TASK GOAL
Look through the data below and report how many lines include "json". Only the number should be given.

RECORDS
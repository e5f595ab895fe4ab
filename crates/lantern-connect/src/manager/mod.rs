/*
[INPUT]:  SDK configuration, environment seams, caller intent
[OUTPUT]: One connect/disconnect/sign/event surface over both backends
[POS]:    Facade layer - owns and switches the backend instances
[UPDATE]: When backend selection, caching, or auto-connect order changes
*/

use std::collections::{BTreeSet, HashMap, HashSet};
use std::sync::{Arc, RwLock};

use tracing::{debug, info};

use crate::embedded::{EmbeddedConfig, EmbeddedWallet};
use crate::embedded::session::SessionStore;
use crate::env::{EphemeralStore, KeyValueStore, Navigator, UrlParams};
use crate::error::{ConnectError, Result};
use crate::events::{EventBus, EventKind, Subscription, WalletEvent};
use crate::injected::InjectedWallet;
use crate::registry::WalletRegistry;
use crate::types::{
    AddressType, AuthOptions, AuthProviderKind, ConnectOutcome, EmbeddedWalletType,
    ProviderSelection, ProviderType, WalletAddress,
};

/// Top-level SDK configuration, validated at construction
#[derive(Debug, Clone)]
pub struct SdkConfig {
    pub address_types: BTreeSet<AddressType>,
    pub default_provider: ProviderType,
    /// Present iff the application supplies what embedded flows require
    pub embedded: Option<EmbeddedConfig>,
}

impl SdkConfig {
    fn validate(&self) -> Result<()> {
        if self.address_types.is_empty() {
            return Err(ConnectError::Config(
                "at least one address type is required".to_string(),
            ));
        }
        if self.default_provider == ProviderType::Embedded && self.embedded.is_none() {
            return Err(ConnectError::Config(
                "embedded default provider requires embedded configuration".to_string(),
            ));
        }
        Ok(())
    }
}

/// Backend instance cache key
type ProviderKey = (ProviderType, Option<EmbeddedWalletType>);

/// A cached backend instance
#[derive(Clone)]
pub enum Backend {
    Injected(Arc<InjectedWallet>),
    Embedded(Arc<EmbeddedWallet>),
}

struct BackendEntry {
    backend: Backend,
    bus: EventBus,
}

/// The facade: at most one injected adapter and one embedded engine per
/// wallet type, cached by `(type, embedded_wallet_type)`, one active at a
/// time. Both are kept warm so auto-connect can try each without paying
/// construction latency mid-flow.
pub struct ProviderManager {
    config: SdkConfig,
    registry: WalletRegistry,
    storage: Arc<dyn KeyValueStore>,
    session_store: Arc<dyn SessionStore>,
    ephemeral: Arc<dyn EphemeralStore>,
    navigator: Arc<dyn Navigator>,
    url_params: UrlParams,
    events: EventBus,
    backends: RwLock<HashMap<ProviderKey, BackendEntry>>,
    // Forwarding wires installed at most once per backend instance.
    wired: RwLock<HashSet<ProviderKey>>,
    active: RwLock<ProviderKey>,
}
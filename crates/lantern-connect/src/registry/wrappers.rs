/*
[INPUT]:  Raw chain providers from discovery probes
[OUTPUT]: Instrumented / capability-checked ChainProvider wrappers
[POS]:    Registry layer - provider wrapping applied at registration
[UPDATE]: When wrapper behavior or capability enforcement changes
*/

use std::collections::HashSet;
use std::sync::Arc;

use async_trait::async_trait;
use tokio::sync::mpsc;
use tracing::debug;

use crate::chain::{ChainCapability, ChainEvent, ChainProvider};
use crate::error::{ConnectError, Result};
use crate::types::AddressType;

/// Generic wrapper for announce-protocol providers: delegates every call with
/// debug logging keyed by wallet id.
pub struct InstrumentedProvider {
    wallet_id: String,
    inner: Arc<dyn ChainProvider>,
}

impl InstrumentedProvider {
    pub fn new(wallet_id: impl Into<String>, inner: Arc<dyn ChainProvider>) -> Self {
        Self {
            wallet_id: wallet_id.into(),
            inner,
        }
    }
}

#[async_trait]
impl ChainProvider for InstrumentedProvider {
    fn address_type(&self) -> AddressType {
        self.inner.address_type()
    }

    fn capabilities(&self) -> &HashSet<ChainCapability> {
        self.inner.capabilities()
    }

    async fn connect(&self, silent: bool) -> Result<Vec<String>> {
        debug!(
            wallet_id = %self.wallet_id,
            address_type = ?self.inner.address_type(),
            silent,
            "chain connect"
        );
        self.inner.connect(silent).await
    }

    async fn disconnect(&self) -> Result<()> {
        debug!(
            wallet_id = %self.wallet_id,
            address_type = ?self.inner.address_type(),
            "chain disconnect"
        );
        self.inner.disconnect().await
    }

    async fn accounts(&self) -> Result<Vec<String>> {
        self.inner.accounts().await
    }

    async fn sign_message(&self, message: &[u8]) -> Result<String> {
        debug!(
            wallet_id = %self.wallet_id,
            address_type = ?self.inner.address_type(),
            bytes = message.len(),
            "chain sign_message"
        );
        self.inner.sign_message(message).await
    }

    fn subscribe(&self) -> mpsc::UnboundedReceiver<ChainEvent> {
        self.inner.subscribe()
    }
}

/// Wrapper for pull-registry wallets, whose providers advertise an explicit
/// feature set. Every operation checks capability membership before
/// delegating, so a wallet that never advertised a feature is never called
/// with it.
pub struct StandardChainAdapter {
    wallet_id: String,
    inner: Arc<dyn ChainProvider>,
}

impl StandardChainAdapter {
    pub fn new(wallet_id: impl Into<String>, inner: Arc<dyn ChainProvider>) -> Self {
        Self {
            wallet_id: wallet_id.into(),
            inner,
        }
    }

    fn require(&self, capability: ChainCapability) -> Result<()> {
        if self.inner.capabilities().contains(&capability) {
            Ok(())
        } else {
            Err(ConnectError::Connection(format!(
                "wallet {} does not support {capability:?} on {:?}",
                self.wallet_id,
                self.inner.address_type()
            )))
        }
    }
}

#[async_trait]
impl ChainProvider for StandardChainAdapter {
    fn address_type(&self) -> AddressType {
        self.inner.address_type()
    }

    fn capabilities(&self) -> &HashSet<ChainCapability> {
        self.inner.capabilities()
    }

    async fn connect(&self, silent: bool) -> Result<Vec<String>> {
        self.require(ChainCapability::Connect)?;
        debug!(
            wallet_id = %self.wallet_id,
            address_type = ?self.inner.address_type(),
            silent,
            "standard chain connect"
        );
        self.inner.connect(silent).await
    }

    async fn disconnect(&self) -> Result<()> {
        self.require(ChainCapability::Disconnect)?;
        self.inner.disconnect().await
    }

    async fn accounts(&self) -> Result<Vec<String>> {
        self.require(ChainCapability::Accounts)?;
        self.inner.accounts().await
    }

    async fn sign_message(&self, message: &[u8]) -> Result<String> {
        self.require(ChainCapability::SignMessage)?;
        self.inner.sign_message(message).await
    }

    fn subscribe(&self) -> mpsc::UnboundedReceiver<ChainEvent> {
        self.inner.subscribe()
    }
}

#[cfg(test)]
mod tests {
    use super::*;
    use crate::chain::MockChainProvider;

    #[tokio::test]
    async fn test_instrumented_wrapper_delegates() {
        let raw = Arc::new(MockChainProvider::new(AddressType::Solana, vec!["addr1"]));
        let wrapped = InstrumentedProvider::new("w1", raw.clone());

        let addresses = wrapped.connect(false).await.unwrap();
        assert_eq!(addresses, vec!["addr1"]);
        assert_eq!(raw.connect_calls(), 1);
    }

    #[tokio::test]
    async fn test_standard_adapter_enforces_capabilities() {
        let raw = Arc::new(
            MockChainProvider::new(AddressType::Ethereum, vec!["0xabc"]).with_capabilities(
                HashSet::from([ChainCapability::Connect, ChainCapability::Events]),
            ),
        );
        let wrapped = StandardChainAdapter::new("w1", raw);

        assert!(wrapped.connect(false).await.is_ok());
        let err = wrapped.sign_message(b"hello").await.unwrap_err();
        assert!(matches!(err, ConnectError::Connection(_)));
        assert!(wrapped.disconnect().await.is_err());
    }
}
/*
[INPUT]:  Host environment capabilities (storage, URL, navigation)
[OUTPUT]: Trait seams and in-memory implementations for the SDK to run on
[POS]:    Environment layer - host abstraction consumed by adapters/engine
[UPDATE]: When adding host capabilities or changing storage semantics
*/

pub mod file_store;

use std::collections::HashMap;
use std::sync::{Arc, RwLock};

use tracing::debug;
use url::Url;

use crate::error::Result;

pub use file_store::FileStore;

/// Durable cross-session key/value storage (survives page loads).
pub trait KeyValueStore: Send + Sync {
    fn get(&self, key: &str) -> Result<Option<String>>;
    fn set(&self, key: &str, value: &str) -> Result<()>;
    fn remove(&self, key: &str) -> Result<()>;
}

/// Tab-scoped ephemeral storage. Holds the CSRF state token and the auth
/// context across a redirect round-trip, and nothing longer-lived.
pub trait EphemeralStore: Send + Sync {
    fn get(&self, key: &str) -> Result<Option<String>>;
    fn set(&self, key: &str, value: &str) -> Result<()>;
    fn remove(&self, key: &str) -> Result<()>;

    /// Read and delete in one call; the single-use primitive for CSRF tokens
    fn take(&self, key: &str) -> Result<Option<String>> {
        let value = self.get(key)?;
        if value.is_some() {
            self.remove(key)?;
        }
        Ok(value)
    }
}

/// Performs the outbound navigation of a redirect-based auth flow.
pub trait Navigator: Send + Sync {
    fn navigate(&self, url: &Url);
}

/// Read-only accessor for the current page/process URL query parameters.
#[derive(Debug, Clone, Default)]
pub struct UrlParams {
    url: Option<Url>,
}

impl UrlParams {
    /// No current URL (tests, non-callback process starts)
    pub fn empty() -> Self {
        Self { url: None }
    }

    pub fn from_url(url: Url) -> Self {
        Self { url: Some(url) }
    }

    /// First query parameter with the given name
    pub fn get(&self, name: &str) -> Option<String> {
        let url = self.url.as_ref()?;
        url.query_pairs()
            .find(|(key, _)| key == name)
            .map(|(_, value)| value.into_owned())
    }
}

/// In-memory store implementing both storage traits; used by tests and by
/// embedders that bridge to their own persistence.
#[derive(Debug, Clone, Default)]
pub struct MemoryStore {
    map: Arc<RwLock<HashMap<String, String>>>,
}

impl MemoryStore {
    pub fn new() -> Self {
        Self::default()
    }
}

impl KeyValueStore for MemoryStore {
    fn get(&self, key: &str) -> Result<Option<String>> {
        Ok(self.map.read().unwrap().get(key).cloned())
    }

    fn set(&self, key: &str, value: &str) -> Result<()> {
        self.map
            .write()
            .unwrap()
            .insert(key.to_string(), value.to_string());
        Ok(())
    }

    fn remove(&self, key: &str) -> Result<()> {
        self.map.write().unwrap().remove(key);
        Ok(())
    }
}

impl EphemeralStore for MemoryStore {
    fn get(&self, key: &str) -> Result<Option<String>> {
        KeyValueStore::get(self, key)
    }

    fn set(&self, key: &str, value: &str) -> Result<()> {
        KeyValueStore::set(self, key, value)
    }

    fn remove(&self, key: &str) -> Result<()> {
        KeyValueStore::remove(self, key)
    }
}

/// Navigator that records the destination instead of navigating; the default
/// for environments without a page to tear down, and for tests asserting on
/// the redirect URL.
#[derive(Debug, Clone, Default)]
pub struct RecordingNavigator {
    last: Arc<RwLock<Option<Url>>>,
}

impl RecordingNavigator {
    pub fn new() -> Self {
        Self::default()
    }

    /// The most recent navigation target, if any
    pub fn last_url(&self) -> Option<Url> {
        self.last.read().unwrap().clone()
    }
}

impl Navigator for RecordingNavigator {
    fn navigate(&self, url: &Url) {
        debug!(%url, "recording navigation");
        *self.last.write().unwrap() = Some(url.clone());
    }
}
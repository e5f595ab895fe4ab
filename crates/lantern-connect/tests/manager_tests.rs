/*
[INPUT]:  Mock custody responses, mock discovery, scripted environments
[OUTPUT]: Test results for the provider-manager facade
[POS]:    Integration tests - backend selection and silent reconnect
[UPDATE]: When retargeting rules or the auto-connect order change
*/

mod common;

use std::sync::Arc;

use common::{
    both_address_types, embedded_config, mount_addresses, mount_provisioning, setup_mock_server,
    TestEnv,
};
use tokio_test::assert_ok;
use wiremock::MockServer;

use lantern_connect::embedded::{Session, SessionStore};
use lantern_connect::env::KeyValueStore;
use lantern_connect::registry::MockDiscoverer;
use lantern_connect::types::{
    AddressType, AuthOptions, AuthProviderKind, ConnectOutcome, DiscoverySource,
    EmbeddedWalletType, ProviderType, SessionStatus,
};
use lantern_connect::{
    ApiKeypair, ChainProvider, MockChainProvider, ProviderManager, SdkConfig, UrlParams,
    WalletDescriptor, WalletRegistry,
};

fn injected_wallet(id: &str, address: &str) -> WalletDescriptor {
    let provider = Arc::new(MockChainProvider::new(AddressType::Solana, vec![address]));
    WalletDescriptor::new(id, id, DiscoverySource::StandardRegistry)
        .with_chain(provider as Arc<dyn ChainProvider>)
}

fn manager(
    server: &MockServer,
    env: &TestEnv,
    default_provider: ProviderType,
    wallets: Vec<WalletDescriptor>,
    url_params: UrlParams,
) -> ProviderManager {
    let config = SdkConfig {
        address_types: both_address_types(),
        default_provider,
        embedded: Some(embedded_config(server, EmbeddedWalletType::UserWallet)),
    };
    ProviderManager::new(
        config,
        WalletRegistry::new(Arc::new(MockDiscoverer::new(wallets))),
        env.storage.clone(),
        env.session_store.clone(),
        env.ephemeral.clone(),
        env.navigator.clone(),
        url_params,
    )
    .unwrap()
}

fn completed_session(wallet_id: &str) -> Session {
    let mut session = Session::new(
        "org-mgr",
        ApiKeypair::generate(),
        AuthProviderKind::Connect,
        SessionStatus::Completed,
    );
    session.wallet_id = Some(wallet_id.to_string());
    session
}

#[tokio::test]
async fn test_connect_with_auth_provider_retargets_to_embedded() {
    let server = setup_mock_server().await;
    mount_provisioning(&server, "org-rt", "unused").await;

    let env = TestEnv::new();
    let manager = manager(
        &server,
        &env,
        ProviderType::Injected,
        vec![],
        UrlParams::empty(),
    );
    assert_eq!(
        manager.get_current_provider_info().provider_type,
        ProviderType::Injected
    );

    // Naming an embedded auth strategy moves the facade off the injected
    // backend in the same call.
    let outcome = manager
        .connect(&AuthOptions {
            provider: Some(AuthProviderKind::Google),
            jwt_token: None,
        })
        .await
        .unwrap();

    assert!(outcome.is_redirecting());
    let info = manager.get_current_provider_info();
    assert_eq!(info.provider_type, ProviderType::Embedded);
    assert_eq!(info.embedded_wallet_type, Some(EmbeddedWalletType::UserWallet));
    assert!(env.navigator.last_url().is_some());
}

#[tokio::test]
async fn test_auto_connect_prefers_embedded_session() {
    let server = setup_mock_server().await;
    mount_addresses(&server).await;

    let env = TestEnv::new();
    env.session_store
        .save_session(&completed_session("w-mgr"))
        .await
        .unwrap();
    // An injected reconnect is also possible; embedded must win.
    env.storage
        .set("lantern.injected.was_connected", "true")
        .unwrap();
    env.storage
        .set("lantern.injected.last_wallet_id", "glow")
        .unwrap();

    let manager = manager(
        &server,
        &env,
        ProviderType::Injected,
        vec![injected_wallet("glow", "So1glow")],
        UrlParams::empty(),
    );

    assert!(manager.auto_connect().await);
    assert_eq!(
        manager.get_current_provider_info().provider_type,
        ProviderType::Embedded
    );
    assert!(manager.is_connected());
    assert_eq!(manager.get_addresses().len(), 2);
}

#[tokio::test]
async fn test_auto_connect_falls_through_to_injected() {
    let server = setup_mock_server().await;

    let env = TestEnv::new();
    // No embedded session; only the injected reconnect flag is set.
    env.storage
        .set("lantern.injected.was_connected", "true")
        .unwrap();
    env.storage
        .set("lantern.injected.last_wallet_id", "glow")
        .unwrap();

    let manager = manager(
        &server,
        &env,
        ProviderType::Embedded,
        vec![injected_wallet("glow", "So1glow")],
        UrlParams::empty(),
    );

    assert!(manager.auto_connect().await);
    assert_eq!(
        manager.get_current_provider_info().provider_type,
        ProviderType::Injected
    );
    let addresses = manager.get_addresses();
    assert_eq!(addresses.len(), 1);
    assert_eq!(addresses[0].address, "So1glow");
}

#[tokio::test]
async fn test_auto_connect_with_nothing_restores_default() {
    let server = setup_mock_server().await;
    let env = TestEnv::new();
    let manager = manager(
        &server,
        &env,
        ProviderType::Embedded,
        vec![],
        UrlParams::empty(),
    );

    assert!(!manager.auto_connect().await);
    assert_eq!(
        manager.get_current_provider_info().provider_type,
        ProviderType::Embedded
    );
    assert!(!manager.is_connected());
}

#[tokio::test]
async fn test_disconnect_clears_embedded_session() {
    let server = setup_mock_server().await;
    mount_addresses(&server).await;

    let env = TestEnv::new();
    env.session_store
        .save_session(&completed_session("w-dc"))
        .await
        .unwrap();

    let manager = manager(
        &server,
        &env,
        ProviderType::Embedded,
        vec![],
        UrlParams::empty(),
    );
    let outcome = manager.connect(&AuthOptions::default()).await.unwrap();
    assert!(matches!(outcome, ConnectOutcome::Completed { .. }));

    tokio_test::assert_ok!(manager.disconnect().await);
    assert!(!manager.is_connected());
    assert!(env.session_store.get_session().await.unwrap().is_none());
}
/*
[INPUT]:  Enum definitions and serde requirements
[OUTPUT]: Data models shared across discovery, connection, and auth layers
[POS]:    Data layer - struct definitions
[UPDATE]: When the connect surface or persisted shapes change
*/

use serde::{Deserialize, Serialize};
use url::Url;

use super::enums::{AddressType, AuthProviderKind, EmbeddedWalletType, ProviderType};

/// A single address on a specific chain
#[derive(Debug, Clone, PartialEq, Eq, Serialize, Deserialize)]
pub struct WalletAddress {
    #[serde(rename = "addressType")]
    pub address_type: AddressType,
    pub address: String,
}

/// Identity attributes attached to a session by its auth strategy
#[derive(Debug, Clone, Default, PartialEq, Eq, Serialize, Deserialize)]
pub struct UserInfo {
    #[serde(default, skip_serializing_if = "Option::is_none")]
    pub provider: Option<AuthProviderKind>,
    #[serde(default, skip_serializing_if = "Option::is_none")]
    pub user_id: Option<String>,
    #[serde(default, skip_serializing_if = "Option::is_none")]
    pub email: Option<String>,
}

/// Caller-supplied authentication options for `connect`
#[derive(Debug, Clone, Default)]
pub struct AuthOptions {
    /// Auth strategy to use; `None` defaults by wallet type
    pub provider: Option<AuthProviderKind>,
    /// Bearer token, required when `provider` is `Jwt`
    pub jwt_token: Option<String>,
}

/// Result of a connect attempt.
///
/// Redirect-based flows do not complete in-process: the navigation tears the
/// page down and the flow resumes on the next load. `Redirecting` is a normal
/// outcome, not an error; callers branch on it explicitly.
#[derive(Debug, Clone)]
pub enum ConnectOutcome {
    Completed {
        /// Custody wallet id; `None` for injected wallets
        wallet_id: Option<String>,
        addresses: Vec<WalletAddress>,
    },
    Redirecting {
        auth_url: Url,
    },
}

impl ConnectOutcome {
    /// Addresses of a completed connection, empty while redirecting
    pub fn addresses(&self) -> &[WalletAddress] {
        match self {
            ConnectOutcome::Completed { addresses, .. } => addresses,
            ConnectOutcome::Redirecting { .. } => &[],
        }
    }

    pub fn is_redirecting(&self) -> bool {
        matches!(self, ConnectOutcome::Redirecting { .. })
    }
}

/// Which backend (and embedded variant) is currently active in the manager
#[derive(Debug, Clone, Copy, PartialEq, Eq, Serialize, Deserialize)]
pub struct ProviderSelection {
    #[serde(rename = "type")]
    pub provider_type: ProviderType,
    #[serde(rename = "embeddedWalletType", skip_serializing_if = "Option::is_none")]
    pub embedded_wallet_type: Option<EmbeddedWalletType>,
}

#[cfg(test)]
mod tests {
    use super::*;

    #[test]
    fn test_wallet_address_serde_round_trip() {
        let addr = WalletAddress {
            address_type: AddressType::Solana,
            address: "7xKXtg2CW87d97TXJSDpbD5jBkheTqA83TZRuJosgAsU".to_string(),
        };
        let json = serde_json::to_string(&addr).unwrap();
        assert!(json.contains("\"addressType\":\"solana\""));
        let back: WalletAddress = serde_json::from_str(&json).unwrap();
        assert_eq!(back, addr);
    }

    #[test]
    fn test_outcome_addresses_accessor() {
        let outcome = ConnectOutcome::Redirecting {
            auth_url: Url::parse("https://connect.lantern.dev/auth").unwrap(),
        };
        assert!(outcome.is_redirecting());
        assert!(outcome.addresses().is_empty());
    }
}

YOUR RESPONSE
3